In the context of the present disclosure, communication exchange
means transmission of respective messages or signals between the
power electronics system or the control device of the power
electronics system and a further component and/or a control device
of the charging park or electric vehicle, in particular the
charging control system or the charging control device.
In yet another embodiment of the method according to aspects of the
invention, the communication exchange is performed by means of
Ethernet and/or powerline communication and/or WLAN and/or LAN
and/or CAN bus and/or mobile radio. Said communication means are
intended to illustrate only an exemplary selection and do not
restrict other possible forms of the communication exchange. For
example, it is conceivable that the communication exchange between
the charging control system and the power electronics system takes
place via a fixedly installed transmission cable, for example
Ethernet within a LAN, but communication with an electric vehicle
to be charged is done via mobile radio.
In the following text, a possible program sequence plan of charging
sequence control on a control device of the power electronics
system is described. The control device of the power electronics
system carries out communication exchange at least with the
charging control system. By way of example, the power electronics
control device is used as the control device of the power
electronics system; the program sequence plan is thus described on
the basis of a power electronics module, referred tows LEM as
mentioned above. In the same way, the program sequence plan is also
conceivable with the ChargeBox controller of a ChargeBox instead of
the power electronics control device of an LEM. The transition
through the charging process states is effected in such a way that
the respective charging process state is supplied with or coupled
to at least one task, for example to the task of initialization,
and/or forms a piece of state information, for example "I
(respective addressed component) am ready to charge" or, with
respect to the above task, "I (respective addressed component) have
finished initialization". If the state information has been formed,
communication exchange with the charging control system takes place
thereby. Except in the case of a fault arising or in the case of
the charging process being interrupted, for example by the user of
the charging unit, a change is only made to the next charging
process state provided in the program sequence plan when this is
demanded by the charging control system through communication
exchange with the charging control system.
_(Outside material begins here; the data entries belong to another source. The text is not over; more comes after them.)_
//! Rule expression language: a closed arithmetic grammar with a fixed function whitelist.
//!
//! - [`lexer`] splits text into tokens and rejects constructs outside the grammar
//! - [`parser`] builds an [`Expr`] tree, resolving columns against a [`ColumnScope`]
//! - [`eval`] evaluates a tree against one row
//!
//! ```rust
//! use rule_report_engine::expr::{parse_expression, Evaluator};
//! use rule_report_engine::types::{DataType, Field, Schema, Value};
//!
//! let schema = Schema::new(vec![
//!     Field::new("price", DataType::Float64),
//!     Field::new("qty", DataType::Int64),
//! ]);
//! let expr = parse_expression("round(price * qty, 1)", &schema).unwrap();
//! let out = Evaluator::default()
//!     .evaluate(&expr, &[Value::Float64(2.25), Value::Int64(3)])
//!     .unwrap();
//! assert_eq!(out, Value::Float64(6.8));
//! ```

pub mod ast;
pub mod eval;
pub mod lexer;
pub mod parser;

pub use ast::{BinaryOp, Expr, Function};
pub use eval::{DivisionByZeroPolicy, Evaluator};
pub use parser::{parse_expression, ColumnScope};
//! CSV table source.
//!
//! Rules:
//!
//! - CSV must have headers.
//! - Headers must contain all schema fields (order can differ).
//! - Each value is parsed according to the schema field type.
//! - A record with a different field count than the header is a malformed row.

use std::fs::File;
use std::io::{Read, Seek};
use std::path::Path;
use std::sync::Arc;

use csv::{Position, StringRecord};

use crate::error::{SourceError, SourceResult};
use crate::types::{Chunk, DataSet, Schema, SchemaRef};

use super::{parse_text_value, ChunkCursor, TableSource};

/// Streams a CSV input in chunks. Rewinding seeks back to the first data record.
pub struct CsvSource<R> {
    reader: csv::Reader<R>,
    schema: SchemaRef,
    projection: Vec<usize>,
    data_start: Position,
    record: StringRecord,
    cursor: ChunkCursor,
}

impl CsvSource<File> {
    pub fn from_path(path: impl AsRef<Path>, schema: Schema, chunk_size: usize) -> SourceResult<Self> {
        let file = File::open(path)?;
        Self::from_reader(file, schema, chunk_size)
    }
}

impl<R: Read + Seek> CsvSource<R> {
    pub fn from_reader(input: R, schema: Schema, chunk_size: usize) -> SourceResult<Self> {
        let mut reader = csv::ReaderBuilder::new().has_headers(true).from_reader(input);
        let projection = project_headers(reader.headers()?, &schema)?;
        let data_start = reader.position().clone();
        Ok(Self {
            reader,
            schema: Arc::new(schema),
            projection,
            data_start,
            record: StringRecord::new(),
            cursor: ChunkCursor::new(chunk_size),
        })
    }
}

impl<R: Read + Seek> TableSource for CsvSource<R> {
    fn schema(&self) -> &SchemaRef {
        &self.schema
    }

    fn next_chunk(&mut self) -> SourceResult<Option<Chunk>> {
        let mut rows = Vec::with_capacity(self.cursor.chunk_size());
        while rows.len() < self.cursor.chunk_size() {
            if !read_record(&mut self.reader, &mut self.record)? {
                break;
            }
            let line = self.record.position().map(Position::line).unwrap_or(0);
            rows.push(convert_record(&self.record, line, &self.schema, &self.projection)?);
        }
        Ok(self.cursor.emit(&self.schema, rows))
    }

    fn rewind(&mut self) -> SourceResult<()> {
        self.reader.seek(self.data_start.clone())?;
        self.cursor.reset();
        Ok(())
    }
}

/// Load a whole CSV file, recording the physical line of every row.
pub fn load_csv_dataset(path: impl AsRef<Path>, schema: &Schema) -> SourceResult<DataSet> {
    let mut reader = csv::ReaderBuilder::new().has_headers(true).from_path(path)?;
    let projection = project_headers(reader.headers()?, schema)?;

    let mut record = StringRecord::new();
    let mut rows = Vec::new();
    let mut lines = Vec::new();
    while read_record(&mut reader, &mut record)? {
        let line = record.position().map(Position::line).unwrap_or(0);
        rows.push(convert_record(&record, line, schema, &projection)?);
        lines.push(line);
    }
    Ok(DataSet::with_lines(schema.clone(), rows, lines))
}

/// Header names of a CSV file, in file order.
pub fn read_csv_headers(path: impl AsRef<Path>) -> SourceResult<Vec<String>> {
    let mut reader = csv::ReaderBuilder::new().has_headers(true).from_path(path)?;
    Ok(reader.headers()?.iter().map(|h| h.trim().to_string()).collect())
}

/// The entries of `required` that are not headers of the CSV file at `path`.
pub fn missing_columns(path: impl AsRef<Path>, required: &[&str]) -> SourceResult<Vec<String>> {
    let headers = read_csv_headers(path)?;
    Ok(required
        .iter()
        .filter(|name| !headers.iter().any(|h| h == *name))
        .map(|name| name.to_string())
        .collect())
}

/// Map schema fields -> CSV column indexes (allows re-ordered CSV columns).
fn project_headers(headers: &StringRecord, schema: &Schema) -> SourceResult<Vec<usize>> {
    schema
        .fields
        .iter()
        .map(|field| {
            headers
                .iter()
                .position(|h| h.trim() == field.name)
                .ok_or_else(|| SourceError::SchemaMismatch {
                    message: format!(
                        "missing required column '{}'. headers={:?}",
                        field.name,
                        headers.iter().collect::<Vec<_>>()
                    ),
                })
        })
        .collect()
}

fn read_record<R: Read>(reader: &mut csv::Reader<R>, record: &mut StringRecord) -> SourceResult<bool> {
    reader.read_record(record).map_err(|e| {
        let malformed = match e.kind() {
            csv::ErrorKind::UnequalLengths {
                pos,
                expected_len,
                len,
            } => Some(SourceError::MalformedRow {
                line: pos.as_ref().map(Position::line).unwrap_or(0),
                column: String::new(),
                raw: String::new(),
                message: format!("expected {expected_len} fields, found {len}"),
            }),
            _ => None,
        };
        malformed.unwrap_or_else(|| SourceError::Csv(e))
    })
}

fn convert_record(
    record: &StringRecord,
    line: u64,
    schema: &Schema,
    projection: &[usize],
) -> SourceResult<Vec<crate::types::Value>> {
    schema
        .fields
        .iter()
        .zip(projection)
        .map(|(field, &idx)| {
            let raw = record.get(idx).unwrap_or("");
            parse_text_value(line, &field.name, field.data_type, raw)
        })
        .collect()
}
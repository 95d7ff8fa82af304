//! JSON table sources.
//!
//! Supported inputs:
//! - A JSON array of objects: `[{"a":1}, {"a":2}]` (read in full, see [`load_json_dataset`])
//! - Newline-delimited JSON (NDJSON): `{"a":1}\n{"a":2}\n` (streamed by [`NdjsonSource`])
//!
//! Nested fields are supported using dot paths in schema field names (e.g. `user.name`). Every
//! schema field must be present in every object; explicit `null` is allowed.

use std::fs::{self, File};
use std::io::{BufRead, BufReader, Seek, SeekFrom};
use std::path::Path;
use std::sync::Arc;

use crate::error::{SourceError, SourceResult};
use crate::types::{Chunk, DataSet, DataType, Schema, SchemaRef, Value};

use super::{ChunkCursor, TableSource};

/// Streams newline-delimited JSON objects in chunks. Blank lines are skipped.
pub struct NdjsonSource<R> {
    reader: R,
    schema: SchemaRef,
    line: u64,
    buf: String,
    cursor: ChunkCursor,
}

impl NdjsonSource<BufReader<File>> {
    pub fn from_path(path: impl AsRef<Path>, schema: Schema, chunk_size: usize) -> SourceResult<Self> {
        let file = File::open(path)?;
        Ok(Self::from_reader(BufReader::new(file), schema, chunk_size))
    }
}

impl<R: BufRead + Seek> NdjsonSource<R> {
    pub fn from_reader(reader: R, schema: Schema, chunk_size: usize) -> Self {
        Self {
            reader,
            schema: Arc::new(schema),
            line: 0,
            buf: String::new(),
            cursor: ChunkCursor::new(chunk_size),
        }
    }
}

impl<R: BufRead + Seek> TableSource for NdjsonSource<R> {
    fn schema(&self) -> &SchemaRef {
        &self.schema
    }

    fn next_chunk(&mut self) -> SourceResult<Option<Chunk>> {
        let mut rows = Vec::with_capacity(self.cursor.chunk_size());
        while rows.len() < self.cursor.chunk_size() {
            self.buf.clear();
            if self.reader.read_line(&mut self.buf)? == 0 {
                break;
            }
            self.line += 1;
            let text = self.buf.trim();
            if text.is_empty() {
                continue;
            }
            let value = serde_json::from_str::<serde_json::Value>(text).map_err(|e| {
                SourceError::MalformedRow {
                    line: self.line,
                    column: String::new(),
                    raw: text.to_string(),
                    message: format!("invalid json: {e}"),
                }
            })?;
            rows.push(convert_object(self.line, &value, &self.schema)?);
        }
        Ok(self.cursor.emit(&self.schema, rows))
    }

    fn rewind(&mut self) -> SourceResult<()> {
        self.reader.seek(SeekFrom::Start(0))?;
        self.line = 0;
        self.cursor.reset();
        Ok(())
    }
}

/// Load a JSON array, a single object, or NDJSON into a [`DataSet`].
///
/// Array elements are numbered from 1; NDJSON rows carry their physical line.
pub fn load_json_dataset(path: impl AsRef<Path>, schema: &Schema) -> SourceResult<DataSet> {
    let text = fs::read_to_string(path)?;
    load_json_str(&text, schema)
}

/// Same as [`load_json_dataset`], from an in-memory string.
pub fn load_json_str(input: &str, schema: &Schema) -> SourceResult<DataSet> {
    let trimmed = input.trim();
    if trimmed.is_empty() {
        return Ok(DataSet::new(schema.clone(), Vec::new()));
    }

    // First try parsing as a single JSON value (array or object).
    if let Ok(v) = serde_json::from_str::<serde_json::Value>(trimmed) {
        let items = match v {
            serde_json::Value::Array(items) => items,
            serde_json::Value::Object(_) => vec![v],
            _ => {
                return Err(SourceError::SchemaMismatch {
                    message: "json must be an object, an array of objects, or NDJSON".to_string(),
                });
            }
        };
        let rows = items
            .iter()
            .enumerate()
            .map(|(i, item)| convert_object(i as u64 + 1, item, schema))
            .collect::<SourceResult<Vec<_>>>()?;
        return Ok(DataSet::new(schema.clone(), rows));
    }

    // Fall back to NDJSON.
    let mut rows = Vec::new();
    let mut lines = Vec::new();
    for (i, line) in input.lines().enumerate() {
        let line_no = i as u64 + 1;
        let line = line.trim();
        if line.is_empty() {
            continue;
        }
        let v = serde_json::from_str::<serde_json::Value>(line).map_err(|e| SourceError::MalformedRow {
            line: line_no,
            column: String::new(),
            raw: line.to_string(),
            message: format!("invalid json: {e}"),
        })?;
        rows.push(convert_object(line_no, &v, schema)?);
        lines.push(line_no);
    }
    Ok(DataSet::with_lines(schema.clone(), rows, lines))
}

fn convert_object(line: u64, v: &serde_json::Value, schema: &Schema) -> SourceResult<Vec<Value>> {
    let obj = v.as_object().ok_or_else(|| SourceError::MalformedRow {
        line,
        column: String::new(),
        raw: v.to_string(),
        message: "not a json object".to_string(),
    })?;

    schema
        .fields
        .iter()
        .map(|field| {
            let jv = get_by_dot_path(obj, &field.name).ok_or_else(|| SourceError::MalformedRow {
                line,
                column: field.name.clone(),
                raw: String::new(),
                message: "missing field".to_string(),
            })?;
            convert_json_value(line, &field.name, field.data_type, jv)
        })
        .collect()
}

fn get_by_dot_path<'a>(
    root: &'a serde_json::Map<String, serde_json::Value>,
    path: &str,
) -> Option<&'a serde_json::Value> {
    // An exact key wins over a nested path.
    if let Some(v) = root.get(path) {
        return Some(v);
    }
    let mut segments = path.split('.');
    let mut current = root.get(segments.next()?)?;
    for segment in segments {
        current = current.as_object()?.get(segment)?;
    }
    Some(current)
}

fn convert_json_value(line: u64, column: &str, data_type: DataType, v: &serde_json::Value) -> SourceResult<Value> {
    if v.is_null() || v.as_str().is_some_and(|s| s.trim().is_empty()) {
        return Ok(Value::Null);
    }
    let malformed = |message: &str| SourceError::MalformedRow {
        line,
        column: column.to_string(),
        raw: v.to_string(),
        message: message.to_string(),
    };

    match data_type {
        DataType::Utf8 => v
            .as_str()
            .map(|s| Value::Utf8(s.trim().to_string()))
            .ok_or_else(|| malformed("expected string")),
        DataType::Bool => v.as_bool().map(Value::Bool).ok_or_else(|| malformed("expected bool")),
        DataType::Int64 => {
            if let Some(n) = v.as_i64() {
                Ok(Value::Int64(n))
            } else if v.is_u64() {
                Err(malformed("u64 out of range for i64"))
            } else {
                match v.as_f64() {
                    Some(f) if f.fract() == 0.0 && f.abs() < 9.2e18 => Ok(Value::Int64(f as i64)),
                    _ => Err(malformed("expected integer number")),
                }
            }
        }
        DataType::Float64 => v.as_f64().map(Value::Float64).ok_or_else(|| malformed("expected number")),
    }
}

#[cfg(test)]
mod tests {
    use std::io::Cursor;

    use super::{load_json_str, NdjsonSource};
    use crate::error::SourceError;
    use crate::source::TableSource;
    use crate::types::{DataType, Field, Schema, Value};

    fn schema() -> Schema {
        Schema::new(vec![
            Field::new("id", DataType::Int64),
            Field::new("user.name", DataType::Utf8),
        ])
    }

    #[test]
    fn arrays_support_nested_paths_and_nulls() {
        let ds = load_json_str(
            r#"[{"id": 1, "user": {"name": "ada"}}, {"id": 2.0, "user": {"name": null}}]"#,
            &schema(),
        )
        .unwrap();
        assert_eq!(
            ds.rows,
            vec![
                vec![Value::Int64(1), Value::Utf8("ada".to_string())],
                vec![Value::Int64(2), Value::Null],
            ]
        );
    }

    #[test]
    fn empty_strings_are_null_and_text_is_trimmed() {
        let ds = load_json_str(
            r#"[{"id": "", "user": {"name": ""}}, {"id": 3, "user": {"name": "  bo "}}, {"id": " ", "user": {"name": "\t"}}]"#,
            &schema(),
        )
        .unwrap();
        assert_eq!(
            ds.rows,
            vec![
                vec![Value::Null, Value::Null],
                vec![Value::Int64(3), Value::Utf8("bo".to_string())],
                vec![Value::Null, Value::Null],
            ]
        );

        let prices = Schema::new(vec![Field::new("x", DataType::Float64)]);
        let ds = load_json_str(r#"[{"x": ""}, {"x": 1.5}]"#, &prices).unwrap();
        assert_eq!(ds.rows, vec![vec![Value::Null], vec![Value::Float64(1.5)]]);
    }

    #[test]
    fn missing_field_is_malformed() {
        let err = load_json_str(r#"[{"id": 1}]"#, &schema()).unwrap_err();
        assert!(matches!(err, SourceError::MalformedRow { line: 1, ref column, .. } if column == "user.name"));
    }

    #[test]
    fn ndjson_streams_with_line_numbers() {
        let data = "{\"id\":1,\"user\":{\"name\":\"a\"}}\n\n{\"id\":2,\"user\":{\"name\":\"b\"}}\n{\"id\":\"x\",\"user\":{\"name\":\"c\"}}\n";
        let mut src = NdjsonSource::from_reader(Cursor::new(data), schema(), 2);
        let chunk = src.next_chunk().unwrap().unwrap();
        assert_eq!(chunk.row_count(), 2);
        let err = src.next_chunk().unwrap_err();
        assert!(matches!(err, SourceError::MalformedRow { line: 4, .. }), "{err:?}");

        src.rewind().unwrap();
        assert_eq!(src.next_chunk().unwrap().unwrap(), chunk);
    }
}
The program sequence plan begins in a switched-off state of the LEM
and is passed through with the switching on thereof, for example by
way of a user-side action. Said program sequence plan then
initially has the charging process state "Initialization". If a
fault arises, a change is made to the charging process state "Not
ready to charge". The fault may be based on, for example,
incomplete initialization, another internal system fault arisen in
the LEM or an external system fault communicated to the LEM, for
example a fault of the charging unit. If no fault arises, the
charging process state "Initialization" is considered to be
terminated. To this end, communication exchange with the charging
control system of the charging unit, which has confirmed or
prescribed the charging process state "Initialization", may also be
necessary.
After fault-free termination of the charging process state
"Initialization", the charging process state "Ready to charge"
follows in the program sequence plan. If a fault arises, which may
be internal as well as external in nature, a change is made to the
charging process state "Not ready to charge". As soon as the
readiness to charge is considered to be present there, possibly
after communication exchange with the charging control system, the
assumption of the charging process state "Ready to charge" results
again. If no fault arises and if the charging process state "Ready
to charge" is confirmed through communication exchange possibly by
the charging control system, which stipulates establishment of a
connection between an electric vehicle and a charging plug of the
charging unit, the next charging process state "Initialization of
charging interface" is assumed in the program sequence plan.
In the charging process state "Initialization of charging
interface", a selection of a predetermined charging system and of
charging parameters of the electric vehicle is transmitted from the
charging control system through communication exchange to the LEM.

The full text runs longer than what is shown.